U.S. military spending has been cut significantly three times in the last 60 years—after World War II, the Vietnam War, and the Cold War. Each time, these authors suggest, the military-industrial complex has roared back stronger, and fundamental problems of efficiency and effectiveness have not been addressed. What attempts at reform have worked? Can they be repeated?
And perhaps the most important question, which both authors edge right up to but do not quite address: Is it possible to imagine a defense sector that operated differently? And, if so, what would be the policy steps to move toward creating it? Do other countries with technologically advanced weapons industries and militaries succeed in managing this process better?

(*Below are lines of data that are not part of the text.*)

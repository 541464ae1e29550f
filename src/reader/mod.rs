//! Single-result decode orchestration
//!
//! [`BarcodeReader`] converts a caller image into a luminance source,
//! thresholds it and asks the decode engine for a symbol, rotating the
//! source between attempts when auto-rotation is on. It also decides
//! between the engine's full search and its stateful fast path:
//!
//! - `Fresh`: next attempt runs a full decode with the current hints, then
//!   the reader turns `Warm`
//! - `Warm`: attempts use `decode_with_state`
//!
//! The reader remembers the hint revision its warm state was built from.
//! Any hint change, including swapping in a whole new options value, sends it
//! back to `Fresh` before its next decode.

use tracing::debug;

use crate::binarizer::{Binarizer, DEFAULT_BINARIZER};
use crate::engine::Reader;
use crate::error::{BarcodeError, Result};
use crate::events::{SubscriptionId, Subscribers};
use crate::luminance::LuminanceFactory;
use crate::models::DecodeResult;
use crate::options::DecodeOptions;

/// Shared rotation-retry loop
pub mod rotation;

pub use rotation::ROTATION_ATTEMPTS;
use rotation::decode_with_rotation;

/// Whether the engine holds dispatch state built from the current hints
#[derive(Debug, Clone, Copy, PartialEq, Eq, Default)]
pub enum ReaderState {
    /// Next attempt performs a full decode
    #[default]
    Fresh,
    /// Attempts may use the engine's stateful fast path
    Warm,
}

/// Decodes at most one barcode per image of type `I`
pub struct BarcodeReader<I: ?Sized> {
    options: DecodeOptions,
    luminance_factory: Option<Box<dyn LuminanceFactory<I>>>,
    binarizer: Option<Box<dyn Binarizer>>,
    engine: Box<dyn Reader>,
    /// Hint revision the engine's dispatch state was built from
    warm_revision: Option<u64>,
    result_found: Subscribers<DecodeResult>,
}

impl<I: ?Sized> BarcodeReader<I> {
    /// Reader over `engine` with default options and no luminance factory
    pub fn new(engine: impl Reader + 'static) -> Self {
        Self {
            options: DecodeOptions::default(),
            luminance_factory: None,
            binarizer: None,
            engine: Box::new(engine),
            warm_revision: None,
            result_found: Subscribers::new(),
        }
    }

    /// Set the image-to-luminance strategy
    pub fn with_luminance_factory(mut self, factory: impl LuminanceFactory<I> + 'static) -> Self {
        self.set_luminance_factory(factory);
        self
    }

    /// Replace the thresholding strategy
    pub fn with_binarizer(mut self, binarizer: impl Binarizer + 'static) -> Self {
        self.set_binarizer(binarizer);
        self
    }

    /// Replace the options; the next decode starts `Fresh`
    pub fn with_options(mut self, options: DecodeOptions) -> Self {
        self.options = options;
        self.warm_revision = None;
        self
    }

    /// Set the image-to-luminance strategy
    pub fn set_luminance_factory(&mut self, factory: impl LuminanceFactory<I> + 'static) {
        self.luminance_factory = Some(Box::new(factory));
    }

    /// Replace the thresholding strategy
    pub fn set_binarizer(&mut self, binarizer: impl Binarizer + 'static) {
        self.binarizer = Some(Box::new(binarizer));
    }

    /// Current options
    pub fn options(&self) -> &DecodeOptions {
        &self.options
    }

    /// Mutable options; hint changes take effect on the next decode
    pub fn options_mut(&mut self) -> &mut DecodeOptions {
        &mut self.options
    }

    /// Fast-path state; any hint change since the last full decode reads as `Fresh`
    pub fn state(&self) -> ReaderState {
        if self.warm_revision == Some(self.options.revision()) {
            ReaderState::Warm
        } else {
            ReaderState::Fresh
        }
    }

    /// Get notified of every result, after orientation is reconciled
    pub fn subscribe_result_found<F>(&mut self, callback: F) -> SubscriptionId
    where
        F: Fn(&DecodeResult) + Send + Sync + 'static,
    {
        self.result_found.subscribe(callback)
    }

    /// Stop notifying a result subscriber
    pub fn unsubscribe_result_found(&mut self, id: SubscriptionId) -> bool {
        self.result_found.unsubscribe(id)
    }

    /// Decode one barcode from `image`
    ///
    /// Returns `Ok(None)` when no attempt found anything. Fails with
    /// [`BarcodeError::Configuration`] when no luminance factory is set and
    /// with [`BarcodeError::Argument`] when `image` is `None`, in both cases
    /// before any work. Errors from the factory, binarizer or engine are
    /// returned unchanged.
    pub fn decode<'a>(&mut self, image: impl Into<Option<&'a I>>) -> Result<Option<DecodeResult>>
    where
        I: 'a,
    {
        let factory = self
            .luminance_factory
            .as_deref()
            .ok_or_else(|| BarcodeError::configuration("no luminance factory configured"))?;
        let image = image
            .into()
            .ok_or_else(|| BarcodeError::argument("image must not be None"))?;

        let revision = self.options.revision();
        if self.warm_revision.is_some_and(|built_from| built_from != revision) {
            debug!("hints changed, dropping warm engine state");
            self.warm_revision = None;
        }

        let source = factory.create_luminance_source(image)?;
        let binarizer = self.binarizer.as_deref().unwrap_or(&DEFAULT_BINARIZER);
        let hints = self.options.hints();
        let engine = &mut self.engine;
        let warm_revision = &mut self.warm_revision;

        let found = decode_with_rotation(source, binarizer, self.options.auto_rotate(), |bitmap| {
            if warm_revision.is_some() {
                return engine.decode_with_state(bitmap);
            }
            debug!(?hints, revision, "full decode");
            let result = engine.decode(bitmap, hints)?;
            *warm_revision = Some(revision);
            Ok(result)
        })?;

        let Some((mut result, rotation)) = found else {
            debug!("no barcode found");
            return Ok(None);
        };

        result.add_rotation(rotation);
        debug!(
            format = %result.format,
            rotation,
            orientation = result.orientation(),
            subscribers = self.result_found.len(),
            "barcode found"
        );
        self.result_found.publish(&result);
        Ok(Some(result))
    }
}

#[cfg(test)]
mod tests {
    use super::*;
    use crate::binarizer::BinaryBitmap;
    use crate::hints::DecodeHints;
    use crate::luminance::{GrayLuminanceSource, LuminanceSource};
    use crate::models::BarcodeFormat;

    #[derive(Default)]
    struct Counting {
        full: usize,
        stateful: usize,
    }

    impl Reader for Counting {
        fn decode(&mut self, _: &BinaryBitmap, _: &DecodeHints) -> Result<Option<DecodeResult>> {
            self.full += 1;
            Ok(Some(DecodeResult::new(BarcodeFormat::QrCode, "ok")))
        }

        fn decode_with_state(&mut self, _: &BinaryBitmap) -> Result<Option<DecodeResult>> {
            self.stateful += 1;
            Ok(Some(DecodeResult::new(BarcodeFormat::QrCode, "ok")))
        }
    }

    fn gray(pixels: &Vec<u8>) -> Result<Box<dyn LuminanceSource>> {
        Ok(Box::new(GrayLuminanceSource::new(pixels.clone(), 2, 2)?))
    }

    #[test]
    fn test_state_transitions() {
        let mut reader = BarcodeReader::new(Counting::default()).with_luminance_factory(gray);
        let image = vec![0u8, 255, 255, 0];
        assert_eq!(reader.state(), ReaderState::Fresh);

        reader.decode(&image).unwrap();
        assert_eq!(reader.state(), ReaderState::Warm);

        reader.decode(&image).unwrap();
        assert_eq!(reader.state(), ReaderState::Warm);

        reader.options_mut().set_pure_barcode(true);
        assert_eq!(reader.state(), ReaderState::Fresh);
        reader.decode(&image).unwrap();
        assert_eq!(reader.state(), ReaderState::Warm);

        // auto-rotate is not a hint and keeps the reader warm
        reader.options_mut().set_auto_rotate(true);
        assert_eq!(reader.state(), ReaderState::Warm);

        // A replaced store has never been decoded with
        let previous = std::mem::take(reader.options_mut());
        assert_eq!(reader.state(), ReaderState::Fresh);
        reader.decode(&image).unwrap();
        assert_eq!(reader.state(), ReaderState::Warm);

        // Putting back the old store is a change too
        *reader.options_mut() = previous;
        assert_eq!(reader.state(), ReaderState::Fresh);
        reader.decode(&image).unwrap();
        assert_eq!(reader.state(), ReaderState::Warm);
    }

    #[test]
    fn test_preconditions() {
        let mut unconfigured: BarcodeReader<Vec<u8>> = BarcodeReader::new(Counting::default());
        assert!(matches!(
            unconfigured.decode(&vec![0u8; 4]),
            Err(BarcodeError::Configuration { .. })
        ));

        let mut reader = BarcodeReader::new(Counting::default()).with_luminance_factory(gray);
        assert!(matches!(
            reader.decode(None),
            Err(BarcodeError::Argument { .. })
        ));
    }
}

A 2009 report from the Center for a New American Security presents a tantalizing image from France, identifying three key ways Paris changed procurement after the end of the Cold War: creating one high-prestige agency to manage all procurement; recruiting the best of the best from engineering schools (the Grandes Écoles) to oversee technical specifications from the inside; and dispensing with cost-plus contracting in favor of fixed pricing, with the provision that, where design changes were made, the responsible party must cover the costs. All these alterations are interesting, but it is an element that is already present in France’s very different executive-legislative balance that catches the eye: The French National Assembly can vote up or down only on the overall military budget, not on specific programs or weapons systems. It is worth noting here that President Obama’s deficit reduction commission floated the idea of a non-partisan commission to make recommendations on “terminating major weapons systems” that could be accepted by Congress with only an up-or-down vote, like the highly successful base-reduction commission of decades past—a suggestion that has been met with resounding silence from all sides.

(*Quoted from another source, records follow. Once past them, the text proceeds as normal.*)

use crate::traits::VectorIndex;
use crate::{Embedder, RagError, RetrievalHit};
use tracing::debug;

pub struct Retriever<V> {
    index: V,
    embedder: Embedder,
}

impl<V> Retriever<V>
where
    V: VectorIndex + Send + Sync,
{
    pub fn new(index: V, embedder: Embedder) -> Self {
        Self { index, embedder }
    }

    /// Up to `k` hits for `query`, highest score first. Equal scores keep the
    /// order the index returned them in.
    pub async fn retrieve(&self, query: &str, k: usize) -> Result<Vec<RetrievalHit>, RagError> {
        if query.trim().is_empty() {
            return Err(RagError::InvalidArgument("query is empty".to_string()));
        }
        if k == 0 {
            return Ok(Vec::new());
        }

        let query_vector = self.embedder.embed_query(query).await?;
        let mut hits = self.index.similarity_search(&query_vector, k).await?;

        hits.sort_by(|left, right| right.score.total_cmp(&left.score));
        hits.truncate(k);
        debug!(k, hits = hits.len(), "retrieved context");
        Ok(hits)
    }
}
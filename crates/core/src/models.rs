use crate::chunking::ChunkingConfig;
use serde::{Deserialize, Serialize};
use serde_with::{formats::PreferMany, serde_as, DefaultOnNull, OneOrMany};
use sha2::{Digest, Sha256};

/// A source article as persisted by the scraper, one JSON object per line.
///
/// Both the raw layout (`title`, `url`, `content`) and the enriched layout
/// (`topic`, `raw_text`, `summary`, ...) decode into this type. Absent or
/// `null` fields fall back to empty values so a thin record still indexes.
#[serde_as]
#[derive(Debug, Clone, Default, Serialize, Deserialize, PartialEq)]
pub struct Document {
    #[serde(default, alias = "topic")]
    #[serde_as(as = "DefaultOnNull")]
    pub title: String,
    #[serde(default)]
    #[serde_as(as = "DefaultOnNull")]
    pub url: String,
    #[serde(default, alias = "raw_text")]
    #[serde_as(as = "DefaultOnNull")]
    pub content: String,
    #[serde(default)]
    pub summary: Option<String>,
    #[serde(default)]
    #[serde_as(as = "DefaultOnNull<OneOrMany<_, PreferMany>>")]
    pub key_points: Vec<String>,
    #[serde(default)]
    #[serde_as(as = "DefaultOnNull<OneOrMany<_, PreferMany>>")]
    pub locations: Vec<String>,
    #[serde(default)]
    #[serde_as(as = "DefaultOnNull<OneOrMany<_, PreferMany>>")]
    pub people: Vec<String>,
    #[serde(default)]
    pub date: Option<String>,
    #[serde(default)]
    pub source: Option<String>,
}

impl Document {
    /// The url when present. Without one, the title plus a digest of the
    /// content, so url-less records with blank or repeated titles stay apart.
    pub fn identity(&self) -> String {
        let url = self.url.trim();
        if !url.is_empty() {
            return url.to_string();
        }

        let mut hasher = Sha256::new();
        hasher.update(self.content.trim().as_bytes());
        format!("{}#{:x}", self.title.trim(), hasher.finalize())
    }

    pub fn document_id(&self) -> String {
        let mut hasher = Sha256::new();
        hasher.update(self.identity().as_bytes());
        format!("{:x}", hasher.finalize())
    }
}

/// Stored unit of the search index: one chunk, its parent's metadata, and its vector.
#[derive(Debug, Clone, Serialize, Deserialize, PartialEq)]
pub struct IndexedRecord {
    pub record_id: String,
    pub document_id: String,
    pub title: String,
    pub url: String,
    pub text: String,
    pub chunk_id: u32,
    pub summary: Option<String>,
    pub key_points: Vec<String>,
    pub locations: Vec<String>,
    pub people: Vec<String>,
    pub date: Option<String>,
    pub source: Option<String>,
    pub embedding: Vec<f32>,
}

impl IndexedRecord {
    pub fn from_chunk(document: &Document, chunk_id: u32, text: String, embedding: Vec<f32>) -> Self {
        Self {
            record_id: make_record_id(&document.identity(), chunk_id),
            document_id: document.document_id(),
            title: document.title.clone(),
            url: document.url.clone(),
            text,
            chunk_id,
            summary: document.summary.clone(),
            key_points: document.key_points.clone(),
            locations: document.locations.clone(),
            people: document.people.clone(),
            date: document.date.clone(),
            source: document.source.clone(),
            embedding,
        }
    }

    pub fn to_hit(&self, score: f64) -> RetrievalHit {
        RetrievalHit {
            score,
            record_id: self.record_id.clone(),
            document_id: self.document_id.clone(),
            title: self.title.clone(),
            url: self.url.clone(),
            text: self.text.clone(),
            chunk_id: self.chunk_id,
            summary: self.summary.clone(),
            key_points: self.key_points.clone(),
            locations: self.locations.clone(),
            people: self.people.clone(),
            date: self.date.clone(),
            source: self.source.clone(),
        }
    }
}

/// Deterministic id for a chunk so re-indexing the same document overwrites its records.
pub fn make_record_id(identity: &str, chunk_id: u32) -> String {
    let mut hasher = Sha256::new();
    hasher.update(identity.as_bytes());
    hasher.update(chunk_id.to_le_bytes());
    format!("{:x}", hasher.finalize())
}

#[derive(Debug, Clone, Default, Serialize, Deserialize, PartialEq)]
#[serde(default)]
pub struct RetrievalHit {
    pub score: f64,
    pub record_id: String,
    pub document_id: String,
    pub title: String,
    pub url: String,
    pub text: String,
    pub chunk_id: u32,
    pub summary: Option<String>,
    pub key_points: Vec<String>,
    pub locations: Vec<String>,
    pub people: Vec<String>,
    pub date: Option<String>,
    pub source: Option<String>,
}

/// Fields returned by a similarity search; everything except the vector.
pub const HIT_FIELDS: [&str; 12] = [
    "record_id",
    "document_id",
    "title",
    "url",
    "text",
    "chunk_id",
    "summary",
    "key_points",
    "locations",
    "people",
    "date",
    "source",
];

#[derive(Debug, Clone, Copy)]
pub struct IndexingOptions {
    pub chunking: ChunkingConfig,
    pub batch_size: usize,
}

impl Default for IndexingOptions {
    fn default() -> Self {
        Self {
            chunking: ChunkingConfig::default(),
            batch_size: 64,
        }
    }
}

#[cfg(test)]
mod tests {
    use super::*;

    #[test]
    fn raw_record_decodes() {
        let line = r#"{"title": "D-Day", "url": "https://en.wikipedia.org/wiki/Normandy_landings", "content": "The Normandy landings"}"#;
        let document: Document = serde_json::from_str(line).expect("raw record");
        assert_eq!(document.title, "D-Day");
        assert_eq!(document.content, "The Normandy landings");
        assert!(document.key_points.is_empty());
        assert_eq!(document.summary, None);
    }

    #[test]
    fn structured_record_decodes_with_aliases() {
        let line = r#"{
            "topic": "Battle of Midway",
            "summary": "Decisive naval battle.",
            "key_points": ["Four carriers sunk", "Turning point"],
            "locations": "Midway Atoll",
            "people": null,
            "date": "4-7 June 1942",
            "raw_text": "The Battle of Midway was a major naval battle",
            "source": "wikipedia",
            "url": "https://en.wikipedia.org/wiki/Battle_of_Midway"
        }"#;
        let document: Document = serde_json::from_str(line).expect("structured record");
        assert_eq!(document.title, "Battle of Midway");
        assert_eq!(document.content, "The Battle of Midway was a major naval battle");
        assert_eq!(document.key_points.len(), 2);
        assert_eq!(document.locations, vec!["Midway Atoll".to_string()]);
        assert!(document.people.is_empty());
        assert_eq!(document.source.as_deref(), Some("wikipedia"));
    }

    #[test]
    fn missing_fields_default_to_empty() {
        let document: Document = serde_json::from_str(r#"{"title": null}"#).expect("sparse record");
        assert_eq!(document.title, "");
        assert_eq!(document.content, "");
    }

    #[test]
    fn identity_prefers_url() {
        let mut document = Document {
            title: "Holocaust".to_string(),
            content: "Genocide of European Jews".to_string(),
            ..Default::default()
        };
        assert!(document.identity().starts_with("Holocaust#"));
        document.url = "https://en.wikipedia.org/wiki/The_Holocaust".to_string();
        assert_eq!(document.identity(), "https://en.wikipedia.org/wiki/The_Holocaust");
    }

    #[test]
    fn url_less_records_are_told_apart_by_content() {
        let midway = Document {
            content: "The Battle of Midway was fought in June 1942.".to_string(),
            ..Default::default()
        };
        let barbarossa = Document {
            content: "Operation Barbarossa began on 22 June 1941.".to_string(),
            ..Default::default()
        };
        assert_ne!(midway.identity(), barbarossa.identity());
        assert_ne!(midway.document_id(), barbarossa.document_id());

        let same_title = Document {
            title: "Battle of Midway".to_string(),
            ..midway.clone()
        };
        let repeated_title = Document {
            title: "Battle of Midway".to_string(),
            ..barbarossa.clone()
        };
        assert_ne!(same_title.identity(), repeated_title.identity());
        assert_eq!(midway.identity(), midway.clone().identity());
    }

    #[test]
    fn record_ids_are_stable_per_chunk() {
        assert_eq!(make_record_id("http://x", 0), make_record_id("http://x", 0));
        assert_ne!(make_record_id("http://x", 0), make_record_id("http://x", 1));
        assert_ne!(make_record_id("http://x", 0), make_record_id("http://y", 0));
    }
}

Bacevich makes a somewhat different argument, focusing on the military-industrial complex but also the cultural idealization of the military that, in his view, along with “strategic inertia,” enables and perpetuates it. Ledbetter and Hartung point to the monumental effort and rare personal qualities needed to bring about even small corrections.

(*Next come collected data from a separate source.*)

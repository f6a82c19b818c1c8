use crate::error::IngestError;

#[derive(Debug, Clone, Copy, PartialEq, Eq)]
pub struct ChunkingConfig {
    pub max_chars: usize,
    pub overlap_chars: usize,
}

impl Default for ChunkingConfig {
    fn default() -> Self {
        Self {
            max_chars: 1_000,
            overlap_chars: 200,
        }
    }
}

impl ChunkingConfig {
    pub fn new(max_chars: usize, overlap_chars: usize) -> Result<Self, IngestError> {
        let config = Self {
            max_chars,
            overlap_chars,
        };
        config.validate()?;
        Ok(config)
    }

    pub fn validate(&self) -> Result<(), IngestError> {
        if self.max_chars == 0 {
            return Err(IngestError::InvalidChunkConfig(
                "max_chars must be greater than zero".to_string(),
            ));
        }
        if self.overlap_chars >= self.max_chars {
            return Err(IngestError::InvalidChunkConfig(format!(
                "overlap {} must be smaller than max_chars {}",
                self.overlap_chars, self.max_chars
            )));
        }
        Ok(())
    }

    /// Distance the window start moves between chunks.
    pub fn stride(&self) -> usize {
        self.max_chars - self.overlap_chars
    }
}

/// Line breaks become spaces and the ends are trimmed; inner spacing is kept.
pub fn normalize_newlines(text: &str) -> String {
    text.replace(['\n', '\r'], " ").trim().to_string()
}

/// Splits `text` into fixed windows of `max_chars` characters, each starting
/// `max_chars - overlap_chars` after the previous one. The final window may be
/// shorter and always ends at the end of the text.
pub fn chunk_text(text: &str, config: ChunkingConfig) -> Result<Vec<String>, IngestError> {
    config.validate()?;

    let normalized = normalize_newlines(text);
    let chars: Vec<char> = normalized.chars().collect();
    let mut chunks = Vec::with_capacity(chars.len() / config.stride() + 1);

    let mut start = 0;
    while start < chars.len() {
        let end = (start + config.max_chars).min(chars.len());
        chunks.push(chars[start..end].iter().collect());
        if end == chars.len() {
            break;
        }
        start += config.stride();
    }

    Ok(chunks)
}
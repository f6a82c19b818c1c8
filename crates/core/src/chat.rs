use chrono::{DateTime, Utc};
use serde::{Deserialize, Serialize};

pub const FAILURE_NOTICE: &str = "Something went wrong while answering your question. Please try again.";

#[derive(Debug, Clone, Copy, Serialize, Deserialize, PartialEq, Eq)]
#[serde(rename_all = "lowercase")]
pub enum Role {
    User,
    Assistant,
}

#[derive(Debug, Clone, Serialize, Deserialize, PartialEq)]
pub struct ChatMessage {
    pub role: Role,
    pub content: String,
    pub avatar: Option<String>,
    pub sent_at: DateTime<Utc>,
}

/// Append-only conversation log for one session.
#[derive(Debug, Clone, Default)]
pub struct ChatTranscript {
    messages: Vec<ChatMessage>,
}

impl ChatTranscript {
    pub fn push_user(&mut self, content: impl Into<String>) -> &ChatMessage {
        self.push(Role::User, content.into())
    }

    pub fn push_assistant(&mut self, content: impl Into<String>) -> &ChatMessage {
        self.push(Role::Assistant, content.into())
    }

    fn push(&mut self, role: Role, content: String) -> &ChatMessage {
        self.messages.push(ChatMessage {
            role,
            content,
            avatar: None,
            sent_at: Utc::now(),
        });
        &self.messages[self.messages.len() - 1]
    }

    pub fn messages(&self) -> &[ChatMessage] {
        &self.messages
    }

    pub fn len(&self) -> usize {
        self.messages.len()
    }

    pub fn is_empty(&self) -> bool {
        self.messages.is_empty()
    }
}

#[cfg(test)]
mod tests {
    use super::*;

    #[test]
    fn transcript_keeps_order() {
        let mut transcript = ChatTranscript::default();
        assert!(transcript.is_empty());
        transcript.push_user("What was Operation Barbarossa?");
        transcript.push_assistant("The German invasion of the Soviet Union.");

        let roles: Vec<Role> = transcript.messages().iter().map(|message| message.role).collect();
        assert_eq!(roles, vec![Role::User, Role::Assistant]);
        assert_eq!(transcript.len(), 2);
        assert!(transcript.messages()[0].sent_at <= transcript.messages()[1].sent_at);
    }

    #[test]
    fn roles_serialize_lowercase() {
        assert_eq!(serde_json::to_string(&Role::Assistant).unwrap(), "\"assistant\"");
    }
}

That might leave readers of these two volumes disheartened, but we’ve glimpsed hints of change of late: Note the successful effort to terminate production of the F-22, or the surprise effort earlier this year by a Tea Party-affiliated congressman—against the wishes of the Speaker of the House—to vote down (perhaps for the final time) the infamous “alternate engine” for the F-35 aircraft. The President’s pledge to carry out a strategic review of defense activities as part of his deficit-reduction plan offers a significant opportunity: to cut weapons systems; to demand changes in how weapons are procured; and to highlight the lack of connection between expensive procurement policies and the health and welfare of troops on the ground—to say nothing of the disconnect between the campaigns we find ourselves in today and the weapons we are procuring. The military has more thinkers like Eisenhower to share with us. And the need for a change—for our economy, for the health of a twenty-first century society, and, indeed, for the military itself—has never been greater.